Is there a fair solution? And does it matter? Historically, musicians who weren't among the top pop stars were never well-paid – isn't that just the way it goes if you decide to make music your calling? Like writers and fine artists, most of them will never make a living doing exclusively what they love doing? Is this griping equivalent to Metallica's complaint about Napster – viewed by many as the moaning of a bunch of fat cats who were out of touch? Were recording artists simply spoiled for a few decades and now those days are gone? Even Wagner was always in debt and slept with rich women to get funding – so nothing's new, right? I know quite a few fine artists who teach – presumably to make ends meet and to allow them the freedom to do what they want. But I don't see hordes of band-members getting comfy spots in universities anytime soon.
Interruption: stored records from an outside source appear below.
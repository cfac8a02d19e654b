//! Integration tests against a real Docker daemon.
//!
//! These tests pull images and start containers.
//! Run with: cargo test --test docker_integration -- --ignored

use std::sync::Arc;

use code_runner::error::ExecutionError;
use code_runner::execution::{
    DockerEngine, EngineContext, ExecutionRequest, Executor, ExecutorSettings, SandboxEngine,
    WorkspaceManager,
};
use code_runner::languages::{LanguageRegistry, LanguageSpec};

async fn create_executor(registry: LanguageRegistry, root: &std::path::Path) -> Executor {
    let engine = DockerEngine::connect(std::env::var("DOCKER_SOCKET").ok().as_deref())
        .expect("Docker client should build");
    engine.ping().await.expect("Docker daemon should answer ping");

    Executor::new(
        Arc::new(EngineContext::connected(Arc::new(engine))),
        Arc::new(registry),
        WorkspaceManager::new(root),
        ExecutorSettings::default(),
    )
}

#[tokio::test]
#[ignore] // Run with: cargo test --test docker_integration -- --ignored
async fn test_python_hello() {
    let root = tempfile::tempdir().expect("tempdir");
    let executor = create_executor(LanguageRegistry::builtin(), root.path()).await;

    let outcome = executor
        .execute(ExecutionRequest::new("python", "print('hello')"))
        .await
        .expect("execution should succeed");

    assert_eq!(outcome.stdout, "hello\n");
    assert_eq!(outcome.exit_code, 0);
}

#[tokio::test]
#[ignore]
async fn test_python_reads_stdin() {
    let root = tempfile::tempdir().expect("tempdir");
    let executor = create_executor(LanguageRegistry::builtin(), root.path()).await;

    let outcome = executor
        .execute(
            ExecutionRequest::new("python", "import sys\nprint(sum(int(x) for x in sys.stdin.read().split()))")
                .with_input("1 2 3\n"),
        )
        .await
        .expect("execution should succeed");

    assert_eq!(outcome.stdout.trim(), "6");
}

#[tokio::test]
#[ignore]
async fn test_c_compile_error_goes_to_stderr() {
    let root = tempfile::tempdir().expect("tempdir");
    let executor = create_executor(LanguageRegistry::builtin(), root.path()).await;

    let outcome = executor
        .execute(ExecutionRequest::new("c", "int main( { return 0; }"))
        .await
        .expect("a failed compile is still an outcome");

    assert_ne!(outcome.exit_code, 0);
    assert!(
        outcome.stderr.contains("error"),
        "stderr should carry the compiler diagnostics, got: {}",
        outcome.stderr
    );
}

#[tokio::test]
#[ignore]
async fn test_infinite_loop_times_out() {
    let root = tempfile::tempdir().expect("tempdir");
    let registry = LanguageRegistry::from_specs([LanguageSpec::new(
        "python",
        "python:3.12-slim",
        "py",
        "python3 program.py",
    )
    .with_timeout_seconds(3)]);
    let executor = create_executor(registry, root.path()).await;

    let err = executor
        .execute(ExecutionRequest::new("python", "while True:\n    pass\n"))
        .await
        .unwrap_err();

    assert!(matches!(err, ExecutionError::Timeout { seconds: 3 }));
    assert_eq!(std::fs::read_dir(root.path()).expect("root").count(), 0);
}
The larger question is that if free or cheap streaming becomes the way we consume all (recorded) music and indeed a huge percentage of other creative content – TV, movies, games, art, porn – then perhaps we might stop for a moment and consider the effect these services and this technology will have, before "selling off" all our cultural assets the way the big record companies did. If, for instance, the future of the movie business comes to rely on the income from Netflix's $8-a-month-streaming-service as a way to fund all films and TV production, then things will change very quickly. As with music, that model doesn't seem sustainable if it becomes the dominant form of consumption. Musicians might, for now, challenge the major labels and get a fairer deal than 15% of a pittance, but it seems to me that the whole model is unsustainable as a means of supporting creative work of any kind. Not just music. The inevitable result would seem to be that the internet will suck the creative content out of the whole world until nothing is left. Writers, for example, can't rely on making money from live performances – what are they supposed to do? Write ad copy?
As Lowery has pointed out, there's no reason artists should simply accept the terms and join up with whatever new technology comes along. Now I'm starting to sound like a real Luddite, but taking a minute to think about the consequences before diving in seems like a pretty good idea in general. You shouldn't have to give up your privacy, or allow all sorts of information about yourself to be used, whenever you go online, for example.
I don't have an answer. I wish I could propose something besides what we've heard before: "Make money on live shows." Or, "Get corporate support and sell your music to advertisers."
What's at stake is not so much the survival of artists like me, but that of emerging artists and those who have only a few records under their belts (such as St Vincent, my current touring partner, who is not exactly an unknown). Many musicians like her, who seem to be well established, well known and very talented, will eventually have to find employment elsewhere or change what they do to make more money. Without new artists coming up, our future as a musical culture looks grim. A culture of blockbusters is sad, and ultimately it's bad for business. That's not the world that inspired me when I was younger. Many a fan (myself included) has said that "music saved my life", so there must be some incentive to keep that lifesaver available for future generations.